(Dataset excerpts)
....................

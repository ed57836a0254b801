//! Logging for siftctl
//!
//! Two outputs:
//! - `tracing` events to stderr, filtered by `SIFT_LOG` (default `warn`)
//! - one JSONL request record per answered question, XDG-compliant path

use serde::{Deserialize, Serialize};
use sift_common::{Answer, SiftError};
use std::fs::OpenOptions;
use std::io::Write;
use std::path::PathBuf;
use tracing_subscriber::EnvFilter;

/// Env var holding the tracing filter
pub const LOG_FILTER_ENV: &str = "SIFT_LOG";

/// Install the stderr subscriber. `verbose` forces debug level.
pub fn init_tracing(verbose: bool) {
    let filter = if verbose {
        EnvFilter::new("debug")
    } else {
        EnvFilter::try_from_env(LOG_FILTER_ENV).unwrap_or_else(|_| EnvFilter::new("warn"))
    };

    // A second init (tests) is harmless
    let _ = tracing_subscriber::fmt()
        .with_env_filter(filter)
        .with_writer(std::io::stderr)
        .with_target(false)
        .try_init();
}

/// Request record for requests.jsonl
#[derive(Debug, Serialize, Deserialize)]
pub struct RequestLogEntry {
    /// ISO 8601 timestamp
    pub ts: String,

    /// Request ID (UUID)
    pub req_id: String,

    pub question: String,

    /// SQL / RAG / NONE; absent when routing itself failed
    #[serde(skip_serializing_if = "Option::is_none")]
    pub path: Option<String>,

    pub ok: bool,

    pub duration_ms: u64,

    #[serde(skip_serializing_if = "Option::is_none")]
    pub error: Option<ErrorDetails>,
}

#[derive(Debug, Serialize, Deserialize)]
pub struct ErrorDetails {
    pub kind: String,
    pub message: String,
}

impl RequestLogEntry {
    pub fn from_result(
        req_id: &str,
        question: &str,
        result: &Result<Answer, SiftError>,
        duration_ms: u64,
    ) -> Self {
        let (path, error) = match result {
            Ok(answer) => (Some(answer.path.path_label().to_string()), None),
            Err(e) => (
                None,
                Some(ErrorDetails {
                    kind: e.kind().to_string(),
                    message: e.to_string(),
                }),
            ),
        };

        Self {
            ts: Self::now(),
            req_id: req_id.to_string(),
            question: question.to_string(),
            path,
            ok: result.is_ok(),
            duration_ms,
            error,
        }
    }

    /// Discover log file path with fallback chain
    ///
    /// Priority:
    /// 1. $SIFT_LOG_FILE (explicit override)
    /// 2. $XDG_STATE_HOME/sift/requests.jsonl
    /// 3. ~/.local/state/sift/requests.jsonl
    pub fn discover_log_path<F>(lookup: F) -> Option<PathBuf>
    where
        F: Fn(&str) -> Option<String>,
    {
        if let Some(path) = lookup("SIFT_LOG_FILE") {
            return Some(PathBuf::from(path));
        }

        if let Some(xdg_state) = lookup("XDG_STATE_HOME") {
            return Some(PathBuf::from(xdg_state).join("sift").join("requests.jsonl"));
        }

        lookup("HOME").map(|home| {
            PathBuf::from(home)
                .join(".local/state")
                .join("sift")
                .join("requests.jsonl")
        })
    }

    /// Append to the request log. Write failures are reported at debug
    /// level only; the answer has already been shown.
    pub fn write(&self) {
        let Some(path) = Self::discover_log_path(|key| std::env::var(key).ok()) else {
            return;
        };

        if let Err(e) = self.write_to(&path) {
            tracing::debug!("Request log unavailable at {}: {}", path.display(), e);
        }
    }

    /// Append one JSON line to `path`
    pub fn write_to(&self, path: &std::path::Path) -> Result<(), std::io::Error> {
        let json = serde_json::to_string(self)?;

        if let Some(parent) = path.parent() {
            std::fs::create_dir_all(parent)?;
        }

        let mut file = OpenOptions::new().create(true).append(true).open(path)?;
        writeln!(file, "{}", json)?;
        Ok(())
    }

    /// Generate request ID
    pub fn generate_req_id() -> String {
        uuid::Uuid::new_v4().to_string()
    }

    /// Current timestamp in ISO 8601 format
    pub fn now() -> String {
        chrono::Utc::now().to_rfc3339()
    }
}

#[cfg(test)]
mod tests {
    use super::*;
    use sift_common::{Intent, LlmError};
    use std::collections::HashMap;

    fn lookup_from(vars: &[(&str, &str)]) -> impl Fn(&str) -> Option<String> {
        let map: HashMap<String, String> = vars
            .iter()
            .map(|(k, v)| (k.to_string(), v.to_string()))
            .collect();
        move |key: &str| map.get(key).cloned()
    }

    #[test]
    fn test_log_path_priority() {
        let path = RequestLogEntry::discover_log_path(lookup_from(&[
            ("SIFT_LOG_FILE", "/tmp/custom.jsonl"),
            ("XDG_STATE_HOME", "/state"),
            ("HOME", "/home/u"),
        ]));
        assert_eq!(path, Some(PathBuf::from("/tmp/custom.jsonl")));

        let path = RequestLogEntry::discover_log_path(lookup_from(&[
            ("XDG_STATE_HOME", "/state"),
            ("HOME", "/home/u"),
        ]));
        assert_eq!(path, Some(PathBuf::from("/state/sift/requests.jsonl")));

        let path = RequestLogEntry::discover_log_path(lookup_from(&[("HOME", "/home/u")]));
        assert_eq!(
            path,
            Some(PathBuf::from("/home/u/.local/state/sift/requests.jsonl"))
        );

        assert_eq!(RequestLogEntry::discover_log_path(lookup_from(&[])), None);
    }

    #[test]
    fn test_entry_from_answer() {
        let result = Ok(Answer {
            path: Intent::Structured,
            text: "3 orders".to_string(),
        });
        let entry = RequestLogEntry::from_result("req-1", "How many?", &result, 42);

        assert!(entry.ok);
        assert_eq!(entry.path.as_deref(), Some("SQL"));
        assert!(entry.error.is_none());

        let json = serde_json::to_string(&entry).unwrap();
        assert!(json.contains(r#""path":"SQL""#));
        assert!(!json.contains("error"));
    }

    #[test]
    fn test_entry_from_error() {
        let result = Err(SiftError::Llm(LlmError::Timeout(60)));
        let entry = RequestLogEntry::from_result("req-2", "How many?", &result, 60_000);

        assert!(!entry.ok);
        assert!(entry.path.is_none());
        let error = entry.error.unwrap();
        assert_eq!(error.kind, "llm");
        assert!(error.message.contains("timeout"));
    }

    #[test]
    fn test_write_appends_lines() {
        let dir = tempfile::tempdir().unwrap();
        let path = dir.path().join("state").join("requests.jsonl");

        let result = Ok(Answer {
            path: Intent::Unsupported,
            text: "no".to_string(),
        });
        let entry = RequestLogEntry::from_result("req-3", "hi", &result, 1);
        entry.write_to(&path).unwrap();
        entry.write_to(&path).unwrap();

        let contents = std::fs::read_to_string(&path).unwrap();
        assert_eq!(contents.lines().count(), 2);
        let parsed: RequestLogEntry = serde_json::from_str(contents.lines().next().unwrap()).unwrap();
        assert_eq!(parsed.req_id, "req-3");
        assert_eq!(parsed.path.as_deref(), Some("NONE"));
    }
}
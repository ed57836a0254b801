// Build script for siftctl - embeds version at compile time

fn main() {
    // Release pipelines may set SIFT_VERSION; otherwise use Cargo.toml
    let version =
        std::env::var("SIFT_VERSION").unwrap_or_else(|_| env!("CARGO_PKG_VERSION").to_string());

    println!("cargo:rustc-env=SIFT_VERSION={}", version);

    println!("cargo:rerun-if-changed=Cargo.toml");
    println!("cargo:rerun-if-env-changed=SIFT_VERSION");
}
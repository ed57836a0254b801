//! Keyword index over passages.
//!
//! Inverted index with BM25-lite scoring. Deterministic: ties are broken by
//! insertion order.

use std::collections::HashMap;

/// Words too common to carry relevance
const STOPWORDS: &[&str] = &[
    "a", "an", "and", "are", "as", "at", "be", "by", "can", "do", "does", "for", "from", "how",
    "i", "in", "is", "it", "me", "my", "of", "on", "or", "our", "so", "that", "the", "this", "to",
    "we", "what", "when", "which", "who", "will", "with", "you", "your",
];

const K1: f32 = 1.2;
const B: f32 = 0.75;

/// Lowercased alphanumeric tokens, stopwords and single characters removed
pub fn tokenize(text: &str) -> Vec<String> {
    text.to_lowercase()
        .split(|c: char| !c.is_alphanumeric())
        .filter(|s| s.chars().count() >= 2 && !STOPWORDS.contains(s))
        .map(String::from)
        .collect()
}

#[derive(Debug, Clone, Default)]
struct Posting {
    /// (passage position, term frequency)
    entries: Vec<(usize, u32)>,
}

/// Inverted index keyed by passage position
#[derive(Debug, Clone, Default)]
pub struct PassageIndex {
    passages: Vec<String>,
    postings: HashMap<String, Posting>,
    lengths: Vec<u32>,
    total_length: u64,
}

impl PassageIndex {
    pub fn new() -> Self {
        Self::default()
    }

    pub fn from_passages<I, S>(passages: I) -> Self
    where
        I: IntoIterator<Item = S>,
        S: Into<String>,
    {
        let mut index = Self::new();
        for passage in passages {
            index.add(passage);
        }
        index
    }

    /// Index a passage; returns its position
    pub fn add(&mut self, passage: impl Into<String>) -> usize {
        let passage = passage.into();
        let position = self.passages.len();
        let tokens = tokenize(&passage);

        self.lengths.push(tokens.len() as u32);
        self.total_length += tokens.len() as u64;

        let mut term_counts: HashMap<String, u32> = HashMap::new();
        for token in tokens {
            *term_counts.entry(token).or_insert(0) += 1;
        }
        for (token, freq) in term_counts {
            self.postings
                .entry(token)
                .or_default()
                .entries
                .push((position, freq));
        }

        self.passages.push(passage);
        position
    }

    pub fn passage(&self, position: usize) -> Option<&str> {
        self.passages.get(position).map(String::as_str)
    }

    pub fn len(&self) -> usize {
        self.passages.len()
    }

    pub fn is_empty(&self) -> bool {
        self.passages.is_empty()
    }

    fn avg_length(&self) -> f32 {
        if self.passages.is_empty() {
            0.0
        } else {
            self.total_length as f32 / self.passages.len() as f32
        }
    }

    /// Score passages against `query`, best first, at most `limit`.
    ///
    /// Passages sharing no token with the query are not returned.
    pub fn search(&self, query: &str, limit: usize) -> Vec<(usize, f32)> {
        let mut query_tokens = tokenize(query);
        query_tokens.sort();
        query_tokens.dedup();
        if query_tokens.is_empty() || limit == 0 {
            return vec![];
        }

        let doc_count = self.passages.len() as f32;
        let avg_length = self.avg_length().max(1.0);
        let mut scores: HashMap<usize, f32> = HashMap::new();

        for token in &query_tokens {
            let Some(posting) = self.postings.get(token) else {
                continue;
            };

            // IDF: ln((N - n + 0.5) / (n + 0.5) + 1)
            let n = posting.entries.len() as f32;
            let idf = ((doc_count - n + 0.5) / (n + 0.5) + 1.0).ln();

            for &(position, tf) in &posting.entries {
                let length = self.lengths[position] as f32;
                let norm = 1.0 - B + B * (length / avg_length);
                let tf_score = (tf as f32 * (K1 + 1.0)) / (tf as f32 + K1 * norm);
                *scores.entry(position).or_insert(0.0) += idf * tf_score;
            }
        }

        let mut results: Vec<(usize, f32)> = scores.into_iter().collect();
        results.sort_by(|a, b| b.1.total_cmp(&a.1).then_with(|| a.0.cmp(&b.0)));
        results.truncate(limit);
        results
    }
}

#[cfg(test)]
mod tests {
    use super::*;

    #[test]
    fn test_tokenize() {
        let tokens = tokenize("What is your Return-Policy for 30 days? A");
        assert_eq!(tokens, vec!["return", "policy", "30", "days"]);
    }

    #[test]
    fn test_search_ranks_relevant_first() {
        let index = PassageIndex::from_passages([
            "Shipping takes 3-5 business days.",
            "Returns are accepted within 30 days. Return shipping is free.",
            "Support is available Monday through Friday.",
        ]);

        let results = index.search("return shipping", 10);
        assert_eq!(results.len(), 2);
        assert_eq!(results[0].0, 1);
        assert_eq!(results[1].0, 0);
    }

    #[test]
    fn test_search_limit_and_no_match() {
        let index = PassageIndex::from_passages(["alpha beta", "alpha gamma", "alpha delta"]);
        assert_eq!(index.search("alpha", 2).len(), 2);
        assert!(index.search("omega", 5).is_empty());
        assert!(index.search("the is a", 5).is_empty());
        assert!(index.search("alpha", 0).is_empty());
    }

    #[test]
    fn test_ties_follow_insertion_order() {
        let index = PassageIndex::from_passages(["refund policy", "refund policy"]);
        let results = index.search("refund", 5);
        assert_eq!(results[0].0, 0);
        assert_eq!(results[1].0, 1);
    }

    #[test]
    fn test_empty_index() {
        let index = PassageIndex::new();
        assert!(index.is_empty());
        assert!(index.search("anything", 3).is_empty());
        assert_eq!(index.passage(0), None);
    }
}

....................

ACTION ITEM: Some lines above contain the word "impl". Copy each of them.

TASK OUTPUT:
impl RequestLogEntry {
    fn lookup_from(vars: &[(&str, &str)]) -> impl Fn(&str) -> Option<String> {
impl PassageIndex {
    pub fn add(&mut self, passage: impl Into<String>) -> usize {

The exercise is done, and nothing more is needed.